Однако в то самое мгновение, когда он представил себе, что вскоре услышит свист ветра при своем падении, что вскоре почувствует как острые скалы разорвут его тело, чьи-то крепкие руки вытащили его и перенесли на маленькую площадку в нескольких шагах от пропасти.
Он был спасен!
Но только эти руки встряхивали его чересчур грубо, чтобы быть руками друга.
XXVII
ГОСТИ ЗАМКА СУДЕ
На другой день после прибытия графа де Бонвиля и его спутника в замок Суде маркиз вернулся из поездки или, вернее, с совещания.
Сходя с лошади, достойный дворянин всем своим видом показывал, что пребывает в самом дурном расположении духа.
Он упрекнул дочерей за то, что те не удосужились выйти его встретить хотя бы к воротам; выругал отсутствовавшего Жана Уллье за то, что тот, не спросив его разрешения, отправился на ярмарку в Монтегю; придрался к кухарке, которая из-за отсутствия дворецкого помогала ему слезть с лошади, за то, что она, вместо того чтобы зайти с правой стороны, изо всех сил потянула за левый стремянный ремень, а это вынудило маркиза спрыгнуть на землю не у крыльца, а с другой стороны.
Войдя в гостиную, маркиз де Суде продолжал так неистово изливать свой гнев короткими и звучными бранными словами, что даже привычные к вольным выражениям, к каким частенько прибегал старый эмигрант, Берта и Мари не знали, как себя вести.
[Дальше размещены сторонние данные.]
////////////////////////////////////////////////////////////////////////////////
// This file is part of "Altair", an embeddable scripting programming         //
// language platform.                                                         //
//                                                                            //
// This work is free software, distributed under the terms of the MIT         //
// license, as published in the LICENSE file of the source code distribution. //
//                                                                            //
// This work is provided "as is", without any warranties, express or implied, //
// except where such disclaimers are legally invalid.                         //
////////////////////////////////////////////////////////////////////////////////

//! The closed family of built-in type descriptors.
//!
//! Each descriptor is a stateless process-wide singleton implementing the
//! [ScriptType](crate::runtime::ScriptType) protocol with type-specific
//! coercion and operator rules. The scalar descriptors (Bool, Int, Real,
//! Char, String) delegate member dispatch to the
//! [interop bridge](crate::interop) wrappers of the equivalent host
//! primitive types, while the container descriptors (List, Hash) and the
//! [structure](structure) descriptor family implement their member tables
//! directly.
//!
//! The [kind tag](BuiltinKind) attached to every descriptor drives fast
//! `match`-style dispatch and descriptor equality for the closed family.

mod boolean;
mod char;
mod int;
mod list;
mod null;
mod real;
mod string;

pub(crate) mod hash;

pub mod structure;

use crate::{
    interop,
    runtime::{Cell, Operator, RuntimeError, RuntimeResult, TypeHandle},
};

/// The kind tag of a type descriptor.
///
/// Every descriptor of the closed built-in family carries its own tag;
/// the interop bridge descriptors all carry [None](BuiltinKind::None).
/// Descriptor equality compares tags first and falls back to the
/// symmetric double-dispatch protocol only for the open families (see
/// [TypeHandle](crate::runtime::TypeHandle)).
#[derive(Debug, Clone, Copy, PartialEq, Eq, Hash)]
pub enum BuiltinKind {
    /// An interop bridge descriptor wrapping a host type.
    None,

    /// The [Null type](null_type).
    Null,

    /// The [Bool type](bool_type).
    Bool,

    /// The [Int type](int_type).
    Int,

    /// The [Real type](real_type).
    Real,

    /// The [Char type](char_type).
    Char,

    /// The [String type](string_type).
    String,

    /// The [List type](list_type).
    List,

    /// The [Hash type](hash_type).
    Hash,

    /// A [structure](structure) descriptor.
    Structure,
}

impl BuiltinKind {
    /// Returns true if descriptors of this kind form an open-ended family
    /// where the tag alone cannot settle descriptor equality.
    #[inline(always)]
    pub fn is_open(&self) -> bool {
        matches!(self, Self::None | Self::Structure)
    }
}

/// The Null type descriptor.
#[inline(always)]
pub fn null_type() -> TypeHandle {
    TypeHandle::new(&null::NullType)
}

/// The Bool type descriptor.
#[inline(always)]
pub fn bool_type() -> TypeHandle {
    TypeHandle::new(&boolean::BoolType)
}

/// The Int type descriptor.
#[inline(always)]
pub fn int_type() -> TypeHandle {
    TypeHandle::new(&int::IntType)
}

/// The Real type descriptor.
#[inline(always)]
pub fn real_type() -> TypeHandle {
    TypeHandle::new(&real::RealType)
}

/// The Char type descriptor.
#[inline(always)]
pub fn char_type() -> TypeHandle {
    TypeHandle::new(&char::CharType)
}

/// The String type descriptor.
#[inline(always)]
pub fn string_type() -> TypeHandle {
    TypeHandle::new(&string::StringType)
}

/// The List type descriptor.
#[inline(always)]
pub fn list_type() -> TypeHandle {
    TypeHandle::new(&list::ListType)
}

/// The Hash type descriptor.
#[inline(always)]
pub fn hash_type() -> TypeHandle {
    TypeHandle::new(&hash::HashType)
}

// A numeric operand view shared by the Int and Real operator hooks.
//
// The numeric operators accept Int, Real, a bridge value wrapping one of
// the host numeric primitives, and (for comparisons) null as zero.
// Everything else makes the hook decline.
#[derive(Clone, Copy)]
pub(super) enum Num {
    Int(i64),
    Real(f64),
}

impl Num {
    #[inline(always)]
    pub(super) fn as_real(self) -> f64 {
        match self {
            Self::Int(value) => value as f64,
            Self::Real(value) => value,
        }
    }
}

pub(super) fn probe_num(value: &Cell, null_as_zero: bool) -> Option<Num> {
    if let Some(int) = value.as_int() {
        return Some(Num::Int(int));
    }

    if let Some(real) = value.as_real() {
        return Some(Num::Real(real));
    }

    if let Some(int) = value.foreign_ref::<i64>() {
        return Some(Num::Int(*int));
    }

    if let Some(real) = value.foreign_ref::<f64>() {
        return Some(Num::Real(*real));
    }

    if null_as_zero && value.is_null() {
        return Some(Num::Int(0));
    }

    None
}

// The shared binary operator core of the Int and Real descriptors.
//
// Equality and inequality probe strictly (a null operand makes the hook
// decline, so that `null == 0` is false), while the order comparisons
// accept null as zero. Integer pairings stay in wrapping 64-bit
// arithmetic; any Real operand promotes the computation to floating
// point, where the bitwise operators decline.
pub(super) fn numeric_binary(
    op: Operator,
    lhs: &Cell,
    rhs: &Cell,
) -> RuntimeResult<Option<Cell>> {
    let strict = matches!(op, Operator::Eq | Operator::Ne);
    let null_as_zero = op.is_comparison() && !strict;

    let (Some(a), Some(b)) = (
        probe_num(lhs, null_as_zero),
        probe_num(rhs, null_as_zero),
    ) else {
        return Ok(None);
    };

    match (a, b) {
        (Num::Int(a), Num::Int(b)) => int_binary(op, a, b),
        (a, b) => Ok(real_binary(op, a.as_real(), b.as_real())),
    }
}

fn int_binary(op: Operator, a: i64, b: i64) -> RuntimeResult<Option<Cell>> {
    if matches!(op, Operator::Div | Operator::Rem) && b == 0 {
        return Err(RuntimeError::invalid_call(
            int_type(),
            op.host_name(),
            "division by zero",
        ));
    }

    let result = match op {
        Operator::Add => Cell::from(a.wrapping_add(b)),
        Operator::Sub => Cell::from(a.wrapping_sub(b)),
        Operator::Mul => Cell::from(a.wrapping_mul(b)),
        Operator::Div => Cell::from(a.wrapping_div(b)),
        Operator::Rem => Cell::from(a.wrapping_rem(b)),

        Operator::BitAnd => Cell::from(a & b),
        Operator::BitOr => Cell::from(a | b),
        Operator::BitXor => Cell::from(a ^ b),

        Operator::Eq => Cell::from(a == b),
        Operator::Ne => Cell::from(a != b),
        Operator::Lt => Cell::from(a < b),
        Operator::Le => Cell::from(a <= b),
        Operator::Gt => Cell::from(a > b),
        Operator::Ge => Cell::from(a >= b),

        _ => return Ok(None),
    };

    Ok(Some(result))
}

fn real_binary(op: Operator, a: f64, b: f64) -> Option<Cell> {
    let result = match op {
        Operator::Add => Cell::from(a + b),
        Operator::Sub => Cell::from(a - b),
        Operator::Mul => Cell::from(a * b),
        Operator::Div => Cell::from(a / b),
        Operator::Rem => Cell::from(a % b),

        Operator::Eq => Cell::from(a == b),
        Operator::Ne => Cell::from(a != b),
        Operator::Lt => Cell::from(a < b),
        Operator::Le => Cell::from(a <= b),
        Operator::Gt => Cell::from(a > b),
        Operator::Ge => Cell::from(a >= b),

        _ => return None,
    };

    Some(result)
}

pub(super) fn unknown_member(ty: TypeHandle, name: &str, table: &[&str]) -> RuntimeError {
    match interop::closest(name, table.iter().copied()) {
        Some(suggestion) => RuntimeError::invalid_call(
            ty,
            name,
            format!("unknown member. Did you mean '{suggestion}'?"),
        ),

        None => RuntimeError::invalid_call(ty, name, "unknown member"),
    }
}

#[cfg(test)]
mod tests {
    use super::*;

    #[test]
    fn test_kind_tags() {
        assert_eq!(null_type().kind(), BuiltinKind::Null);
        assert_eq!(bool_type().kind(), BuiltinKind::Bool);
        assert_eq!(int_type().kind(), BuiltinKind::Int);
        assert_eq!(real_type().kind(), BuiltinKind::Real);
        assert_eq!(char_type().kind(), BuiltinKind::Char);
        assert_eq!(string_type().kind(), BuiltinKind::String);
        assert_eq!(list_type().kind(), BuiltinKind::List);
        assert_eq!(hash_type().kind(), BuiltinKind::Hash);

        assert!(!BuiltinKind::Int.is_open());
        assert!(BuiltinKind::None.is_open());
        assert!(BuiltinKind::Structure.is_open());
    }

    #[test]
    fn test_type_names() {
        assert_eq!(null_type().name(), "Null");
        assert_eq!(bool_type().name(), "Bool");
        assert_eq!(int_type().name(), "Int");
        assert_eq!(real_type().name(), "Real");
        assert_eq!(char_type().name(), "Char");
        assert_eq!(string_type().name(), "String");
        assert_eq!(list_type().name(), "List");
        assert_eq!(hash_type().name(), "Hash");
    }

    #[test]
    fn test_numeric_probe() {
        assert!(matches!(
            probe_num(&Cell::from(3i64), false),
            Some(Num::Int(3)),
        ));

        assert!(matches!(
            probe_num(&Cell::from(0.5f64), false),
            Some(Num::Real(value)) if value == 0.5,
        ));

        assert!(matches!(
            probe_num(&Cell::foreign(7i64), false),
            Some(Num::Int(7)),
        ));

        assert!(probe_num(&Cell::null(), false).is_none());
        assert!(matches!(probe_num(&Cell::null(), true), Some(Num::Int(0))));
        assert!(probe_num(&Cell::from(true), true).is_none());
        assert!(probe_num(&Cell::from("5"), true).is_none());
    }

    #[test]
    fn test_numeric_binary_promotion() {
        let product = numeric_binary(Operator::Mul, &Cell::from(2i64), &Cell::from(0.5f64))
            .unwrap()
            .unwrap();

        assert_eq!(product.as_real(), Some(1.0));

        let masked = numeric_binary(Operator::BitAnd, &Cell::from(6i64), &Cell::from(3i64))
            .unwrap()
            .unwrap();

        assert_eq!(masked.as_int(), Some(2));

        // Bitwise operators decline on floating point operands.
        let declined =
            numeric_binary(Operator::BitAnd, &Cell::from(6i64), &Cell::from(0.5f64)).unwrap();

        assert!(declined.is_none());

        // Strict equality declines on null operands, order comparisons
        // accept null as zero.
        let declined = numeric_binary(Operator::Eq, &Cell::from(0i64), &Cell::null()).unwrap();
        assert!(declined.is_none());

        let less = numeric_binary(Operator::Lt, &Cell::from(-1i64), &Cell::null())
            .unwrap()
            .unwrap();

        assert_eq!(less.as_bool(), Some(true));
    }
}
Напрасно они пытались задобрить отца нежной лаской: даже согревая ноги у камина, маркиз продолжал похлопывать хлыстом по огромным сапогам и, казалось, очень сожалел о том, что, вместо сапог, перед ним не спины тех или иных господ, кого он, играя хлыстом, вспоминал, награждая их при этом самыми нелестными эпитетами.
Маркиз был явно не в духе.
В самом деле, уже некоторое время маркиз не испытывал былого удовольствия от охоты; неожиданно он ловил себя на мысли, что зевает за вистом, которым обычно заканчивался каждый вечер; его больше не влекли радости землевладельца - иными словами, жизнь в замке Суде ему начала казаться невыносимо скучной.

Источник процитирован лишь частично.